That's the practice in the FC(C), as well. It was once the universal practice among Presbyterians. Samuel Miller writes, "In all Presbyterian churches standing is regarding as the appropriate posture in prayer at all times" (Thoughts on Public Prayer, p125).

Reactions: Like 1 | Informative 1


----------



## JimmyH (Aug 17, 2018)

In my congregation we stand for the opening and closing hymns. In the evening service we also continue to stand, after the first hymn, to recite in unison the Apostles or Nicene Creed. This topic got me thinking of images I've seen of George Whitefield or John Wesley in their itinerant preaching. No chairs unless the listeners brought their own. Also the question of time. I've read that the sermons preached by the aforementioned men could go on quite a bit longer than the 30-45 minutes we are accustomed to in our day. Charles Hadden Spurgeon's sermons were also longer than we are used to. Just thinking out loud.


----------



## Ryan&Amber2013 (Aug 17, 2018)

JimmyH said:


> In my congregation we stand for the opening and closing hymns. In the evening service we also continue to stand, after the first hymn, to recite in unison the Apostles or Nicene Creed. This topic got me thinking of images I've seen of George Whitefield or John Wesley in their itinerant preaching. No chairs unless the listeners brought their own. Also the question of time. I've read that the sermons preached by the aforementioned men could go on quite a bit longer than the 30-45 minutes we are accustomed to in our day. Charles Hadden Spurgeon's sermons were also longer than we are used to. Just thinking out loud.
> 
> View attachment 5715


Lol, if our church were a one time outdoor open air preaching venue in the 1700s, I would do it like that too.


----------



## bookslover (Aug 17, 2018)

JimmyH said:


> In my congregation we stand for the opening and closing hymns. In the evening service we also continue to stand, after the first hymn, to recite in unison the Apostles or Nicene Creed. This topic got me thinking of images I've seen of George Whitefield or John Wesley in their itinerant preaching. No chairs unless the listeners brought their own. Also the question of time. I've read that the sermons preached by the aforementioned men could go on quite a bit longer than the 30-45 minutes we are accustomed to in our day. Charles Hadden Spurgeon's sermons were also longer than we are used to. Just thinking out loud.
> 
> View attachment 5715



I'm betting that, when Whitefield preached _indoors_, people sat in the pews.


----------



## hammondjones (Aug 17, 2018)

timfost said:


> The seats in front of us are a helpful three-year-old barrier. I wouldn't want to do without them.

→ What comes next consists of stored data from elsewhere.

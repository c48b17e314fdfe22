pub mod camera;
pub mod memory;
pub mod stream;

pub use camera::{CameraDirectory, PgCameraRepository};
pub use memory::{MemoryCameraDirectory, MemoryStreamStore};
pub use stream::{PgStreamStore, StreamFilter, StreamStore};
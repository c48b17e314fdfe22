//! Stream lineage records
//!
//! A lineage is every record sharing one `provenance_stream_id`: the camera
//! origin plus each RTMP relay hop that republishes it. Records are keyed by
//! `(stream_id, destination_server_id)` because a relay toward another server
//! reuses the upstream hop's id with a new destination.

use chrono::{DateTime, Utc};
use serde::{Deserialize, Serialize};
use std::str::FromStr;

use crate::{Error, Result};

/// Origin (device fed) or relay hop.
#[derive(Debug, Clone, Copy, PartialEq, Eq, Hash, Serialize, Deserialize)]
#[serde(rename_all = "lowercase")]
pub enum StreamKind {
    Camera,
    Rtmp,
}

impl StreamKind {
    #[must_use]
    pub const fn as_str(&self) -> &'static str {
        match self {
            Self::Camera => "camera",
            Self::Rtmp => "rtmp",
        }
    }
}

impl FromStr for StreamKind {
    type Err = Error;

    fn from_str(s: &str) -> Result<Self> {
        match s {
            "camera" => Ok(Self::Camera),
            "rtmp" => Ok(Self::Rtmp),
            other => Err(Error::InvalidInput(format!("Unknown stream kind: {other}"))),
        }
    }
}

/// Transport of the stream URL.
#[derive(Debug, Clone, Copy, PartialEq, Eq, Hash, Serialize, Deserialize)]
#[serde(rename_all = "UPPERCASE")]
pub enum StreamType {
    Rtmp,
    Rtsp,
    Hls,
    Other,
}

impl StreamType {
    #[must_use]
    pub const fn as_str(&self) -> &'static str {
        match self {
            Self::Rtmp => "RTMP",
            Self::Rtsp => "RTSP",
            Self::Hls => "HLS",
            Self::Other => "OTHER",
        }
    }
}

impl Default for StreamType {
    fn default() -> Self {
        Self::Rtsp
    }
}

impl FromStr for StreamType {
    type Err = Error;

    fn from_str(s: &str) -> Result<Self> {
        match s.to_ascii_uppercase().as_str() {
            "RTMP" => Ok(Self::Rtmp),
            "RTSP" => Ok(Self::Rtsp),
            "HLS" => Ok(Self::Hls),
            "OTHER" => Ok(Self::Other),
            other => Err(Error::InvalidInput(format!("Unknown stream type: {other}"))),
        }
    }
}

/// Relay process state of a hop.
///
/// The orchestrator moves hops `Pending -> Running | Failed` on creation and
/// `-> Stopped` on teardown. The status poller owns every other transition,
/// including retrying `Failed` hops.
#[derive(Debug, Clone, Copy, PartialEq, Eq, Hash, Serialize, Deserialize)]
#[serde(rename_all = "lowercase")]
pub enum HopState {
    Pending,
    Running,
    Failed,
    Stopped,
}

impl HopState {
    #[must_use]
    pub const fn as_str(&self) -> &'static str {
        match self {
            Self::Pending => "pending",
            Self::Running => "running",
            Self::Failed => "failed",
            Self::Stopped => "stopped",
        }
    }
}

impl Default for HopState {
    fn default() -> Self {
        Self::Pending
    }
}

impl FromStr for HopState {
    type Err = Error;

    fn from_str(s: &str) -> Result<Self> {
        match s {
            "pending" => Ok(Self::Pending),
            "running" => Ok(Self::Running),
            "failed" => Ok(Self::Failed),
            "stopped" => Ok(Self::Stopped),
            other => Err(Error::InvalidInput(format!("Unknown hop state: {other}"))),
        }
    }
}

/// Caller supplied description of a camera stream to register.
#[derive(Debug, Clone, PartialEq, Eq, Serialize, Deserialize)]
#[serde(rename_all = "camelCase")]
pub struct RegisterDraft {
    pub camera_id: String,
    pub stream_name: String,
    pub stream_url: String,
    #[serde(default)]
    pub is_public: bool,
    #[serde(default)]
    pub stream_type: StreamType,
}

impl RegisterDraft {
    /// Reject drafts that cannot produce a usable origin record.
    pub fn validate(&self) -> Result<()> {
        if self.camera_id.trim().is_empty() {
            return Err(Error::InvalidInput("cameraId must not be empty".to_string()));
        }
        if self.stream_name.trim().is_empty() {
            return Err(Error::InvalidInput("streamName must not be empty".to_string()));
        }
        match self.stream_url.split_once("://") {
            Some((scheme, rest)) if !scheme.is_empty() && !rest.is_empty() => Ok(()),
            _ => Err(Error::InvalidInput(format!(
                "streamUrl must be an absolute URL: {}",
                self.stream_url
            ))),
        }
    }
}

/// Counters maintained by the status subsystem. Read-only here.
#[derive(Debug, Clone, Default, PartialEq, Serialize, Deserialize)]
#[serde(rename_all = "camelCase", default)]
pub struct StreamTelemetry {
    pub codec: Option<String>,
    pub resolution: Option<String>,
    pub frame_rate: Option<f64>,
    pub bandwidth_in: i64,
    pub bandwidth_out: i64,
    pub bytes_in: i64,
    pub bytes_out: i64,
    pub total_clients: i32,
    pub active_time: i64,
    pub last_active: Option<DateTime<Utc>>,
}

/// One hop of a replication lineage.
#[derive(Debug, Clone, PartialEq, Serialize, Deserialize)]
#[serde(rename_all = "camelCase")]
pub struct StreamRecord {
    pub stream_id: String,
    pub provenance_stream_id: String,
    pub user_id: String,
    pub camera_id: String,
    pub source_server_id: String,
    pub destination_server_id: String,
    #[serde(default)]
    pub process_id: Option<u32>,
    pub stream_name: String,
    pub stream_url: String,
    #[serde(rename = "type")]
    pub kind: StreamKind,
    pub stream_type: StreamType,
    pub is_public: bool,
    #[serde(default = "default_active")]
    pub is_active: bool,
    #[serde(default)]
    pub is_publishing: bool,
    #[serde(default)]
    pub is_stable: bool,
    #[serde(default)]
    pub relay_state: HopState,
    #[serde(default)]
    pub telemetry: StreamTelemetry,
    #[serde(default = "Utc::now")]
    pub created_at: DateTime<Utc>,
    #[serde(default = "Utc::now")]
    pub updated_at: DateTime<Utc>,
}

const fn default_active() -> bool {
    true
}

impl StreamRecord {
    /// Build the camera origin of a new lineage on `server_id`.
    #[must_use]
    pub fn origin(stream_id: String, user_id: &str, server_id: &str, draft: &RegisterDraft) -> Self {
        let now = Utc::now();
        Self {
            provenance_stream_id: stream_id.clone(),
            stream_id,
            user_id: user_id.to_string(),
            camera_id: draft.camera_id.clone(),
            source_server_id: server_id.to_string(),
            destination_server_id: server_id.to_string(),
            process_id: None,
            stream_name: draft.stream_name.clone(),
            stream_url: draft.stream_url.clone(),
            kind: StreamKind::Camera,
            stream_type: draft.stream_type,
            is_public: draft.is_public,
            is_active: true,
            is_publishing: false,
            is_stable: false,
            relay_state: HopState::Running,
            telemetry: StreamTelemetry::default(),
            created_at: now,
            updated_at: now,
        }
    }

    /// Build an RTMP hop that republishes `upstream` from `source` to `destination`.
    ///
    /// The hop inherits ownership and provenance from `upstream`.
    #[must_use]
    pub fn relay_hop(
        stream_id: String,
        upstream: &Self,
        source_server_id: &str,
        destination_server_id: &str,
        stream_url: String,
    ) -> Self {
        let now = Utc::now();
        Self {
            stream_id,
            provenance_stream_id: upstream.provenance_stream_id.clone(),
            user_id: upstream.user_id.clone(),
            camera_id: upstream.camera_id.clone(),
            source_server_id: source_server_id.to_string(),
            destination_server_id: destination_server_id.to_string(),
            process_id: None,
            stream_name: upstream.stream_name.clone(),
            stream_url,
            kind: StreamKind::Rtmp,
            stream_type: StreamType::Rtmp,
            is_public: upstream.is_public,
            is_active: true,
            is_publishing: false,
            is_stable: false,
            relay_state: HopState::Pending,
            telemetry: StreamTelemetry::default(),
            created_at: now,
            updated_at: now,
        }
    }

    #[must_use]
    pub fn is_origin(&self) -> bool {
        self.kind == StreamKind::Camera
    }

    /// Public-safe projection.
    #[must_use]
    pub fn view(&self) -> StreamView {
        StreamView {
            stream_id: self.stream_id.clone(),
            camera_id: self.camera_id.clone(),
            provenance_stream_id: self.provenance_stream_id.clone(),
            stream_name: self.stream_name.clone(),
            stream_type: self.stream_type,
            stream_url: self.stream_url.clone(),
            kind: self.kind,
            is_public: self.is_public,
        }
    }

    #[must_use]
    pub fn status(&self) -> StreamStatus {
        StreamStatus {
            stream_id: self.stream_id.clone(),
            is_active: self.is_active,
            is_publishing: self.is_publishing,
            is_stable: self.is_stable,
            relay_state: self.relay_state,
            telemetry: self.telemetry.clone(),
        }
    }
}

/// Fields of a stream that may leave the server.
#[derive(Debug, Clone, PartialEq, Eq, Serialize, Deserialize)]
#[serde(rename_all = "camelCase")]
pub struct StreamView {
    pub stream_id: String,
    pub camera_id: String,
    pub provenance_stream_id: String,
    pub stream_name: String,
    pub stream_type: StreamType,
    pub stream_url: String,
    #[serde(rename = "type")]
    pub kind: StreamKind,
    pub is_public: bool,
}

/// Point-in-time status of a stream.
#[derive(Debug, Clone, PartialEq, Serialize, Deserialize)]
#[serde(rename_all = "camelCase")]
pub struct StreamStatus {
    pub stream_id: String,
    pub is_active: bool,
    pub is_publishing: bool,
    pub is_stable: bool,
    pub relay_state: HopState,
    pub telemetry: StreamTelemetry,
}

/// Origin plus the local hop created for it during registration.
#[derive(Debug, Clone, PartialEq)]
pub struct RegisteredLineage {
    pub origin: StreamRecord,
    pub hop: Option<StreamRecord>,
}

I'll say, otherwise we'd have an hour and a half of hide and seek.

Reactions: Funny 1


----------



## TheOldCourse (Aug 17, 2018)

JimmyH said:


> In my congregation we stand for the opening and closing hymns. In the evening service we also continue to stand, after the first hymn, to recite in unison the Apostles or Nicene Creed. This topic got me thinking of images I've seen of George Whitefield or John Wesley in their itinerant preaching. No chairs unless the listeners brought their own. Also the question of time. I've read that the sermons preached by the aforementioned men could go on quite a bit longer than the 30-45 minutes we are accustomed to in our day. Charles Hadden Spurgeon's sermons were also longer than we are used to. Just thinking out loud.
> 
> View attachment 5715



They often preached outdoors when they were refused access to the parish pulpit or refused license within a presbytery. These gatherings were, sometimes for better and sometimes for worse, irregular and certainly not a model for public worship on the Lord's Day. 

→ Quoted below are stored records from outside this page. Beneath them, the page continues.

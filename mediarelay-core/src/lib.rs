pub mod config;
pub mod error;
pub mod logging;
pub mod models;
pub mod repository;

pub use config::Config;
pub use error::{Error, Result};
use thiserror::Error;

#[derive(Error, Debug)]
pub enum Error {
    #[error("Database error: {0}")]
    Database(sqlx::Error),

    #[error("Serialization error: {0}")]
    Serialization(#[from] serde_json::Error),

    #[error("Not found: {0}")]
    NotFound(String),

    #[error("Already exists: {0}")]
    AlreadyExists(String),

    #[error("Invalid input: {0}")]
    InvalidInput(String),

    #[error("Internal error: {0}")]
    Internal(String),
}

impl From<sqlx::Error> for Error {
    fn from(err: sqlx::Error) -> Self {
        match &err {
            sqlx::Error::RowNotFound => Self::NotFound("Stream record not found".to_string()),
            sqlx::Error::Database(db_err) => {
                let code = db_err.code().unwrap_or_default();
                match code.as_ref() {
                    // PostgreSQL unique_violation
                    "23505" => {
                        let constraint = db_err.constraint().unwrap_or_default();
                        if constraint.contains("origin") {
                            Self::AlreadyExists("Camera stream already registered".to_string())
                        } else {
                            Self::AlreadyExists("Stream record already exists".to_string())
                        }
                    }
                    // PostgreSQL foreign_key_violation
                    "23503" => Self::NotFound("Referenced camera not found".to_string()),
                    // PostgreSQL check_violation
                    "23514" => Self::InvalidInput("Constraint check failed".to_string()),
                    _ => Self::Database(err),
                }
            }
            _ => Self::Database(err),
        }
    }
}

impl Error {
    /// True when the error came from the storage backend itself
    /// rather than from a constraint on the data.
    #[must_use]
    pub const fn is_storage_failure(&self) -> bool {
        matches!(self, Self::Database(_) | Self::Internal(_))
    }
}

pub type Result<T> = std::result::Result<T, Error>;
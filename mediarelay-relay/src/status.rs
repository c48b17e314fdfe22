use async_trait::async_trait;
use mediarelay_core::{
    models::StreamStatus,
    repository::{StreamFilter, StreamStore},
};
use std::sync::Arc;

use crate::RelayResult;

/// Read-only view of stream telemetry owned by the status subsystem.
#[async_trait]
pub trait StatusProvider: Send + Sync {
    async fn get_status(&self, stream_id: &str) -> RelayResult<Option<StreamStatus>>;
}

/// Reads the telemetry columns the status poller writes to the lineage store.
pub struct StoreStatusProvider {
    store: Arc<dyn StreamStore>,
}

impl StoreStatusProvider {
    #[must_use]
    pub fn new(store: Arc<dyn StreamStore>) -> Self {
        Self { store }
    }
}

#[async_trait]
impl StatusProvider for StoreStatusProvider {
    async fn get_status(&self, stream_id: &str) -> RelayResult<Option<StreamStatus>> {
        let record = self
            .store
            .find_stream(&StreamFilter::new().stream_id(stream_id))
            .await?;
        Ok(record.map(|r| r.status()))
    }
}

There's no doubt that people of old were more used to longer sermons. Nevertheless, some like John Newton actually wrote against the length of sermons in his day, believing that over-long sermons ceased being edifying to the congregation at some point. Spurgeon, whom you mentioned, actually wrote that sermons should rarely go over 40-45 minutes. Preachers need to know their congregations and their own limitations.


----------



## OPC'n (Aug 17, 2018)

Edward said:


> So is sleeping during a long sermon an element or a circumstance of worship?



Probably a circumstance just don't sit at an opened window.


----------



## Reepicheep (Aug 17, 2018)

Bring back kneeling!


----------



## jwithnell (Aug 17, 2018)

timfost said:


> The seats in front of us are a helpful three-year-old barrier.


 I had a toddler crawl under my pew and pop up beside me one week. I scooped her up next to me and led her through the rest of the service giving a harried mom a bit of a break as she dealt with an infant and other kids. I sometimes wonder if the old pew boxes also used to help keep kids from wandering.

Reactions: Like 2


----------



## Ben Zartman (Aug 17, 2018)

I get less sleepy, and time seems to pass faster when I stand--perhaps because I can be more alert. The message goes quicker when you're concentrating on it, I find. But I'd hate to make my wife, children and others who prefer (or need) to sit, stand just because I prefer it.


----------



## Jeri Tanner (Aug 17, 2018)

TylerRay said:


> That's the practice in the FC(C), as well. It was once the universal practice among Presbyterians. Samuel Miller writes, "In all Presbyterian churches standing is regarding as the appropriate posture in prayer at all times" (Thoughts on Public Prayer, p125).


Why was/is that, Tyler, and what is the biblical basis for sitting while singing?


----------



## VictorBravo (Aug 19, 2018)

Reepicheep said:


> Bring back kneeling!


For the sermon?

No thanks. Some of us would end up spending more time noticing the increasing pain radiating from from that joint than listening.

Reactions: Like 2


----------



## TylerRay (Aug 20, 2018)

Jeri Tanner said:


> Why was/is that, Tyler, and what is the biblical basis for sitting while singing?


The Scriptures present standing as a normative posture for prayer. Kneeling is also used for prayer in Scripture. Sitting, to my knowledge, is never presented as an appropriate posture.

This article from the FPCS provides an excellent case for standing during prayer.

I don't know that the Scriptures ever present a normative posture for singing. I don't think that anyone would argue that sitting is _the_ posture for singing in the same way that standing (or kneeling) is _the_ posture for prayer.


----------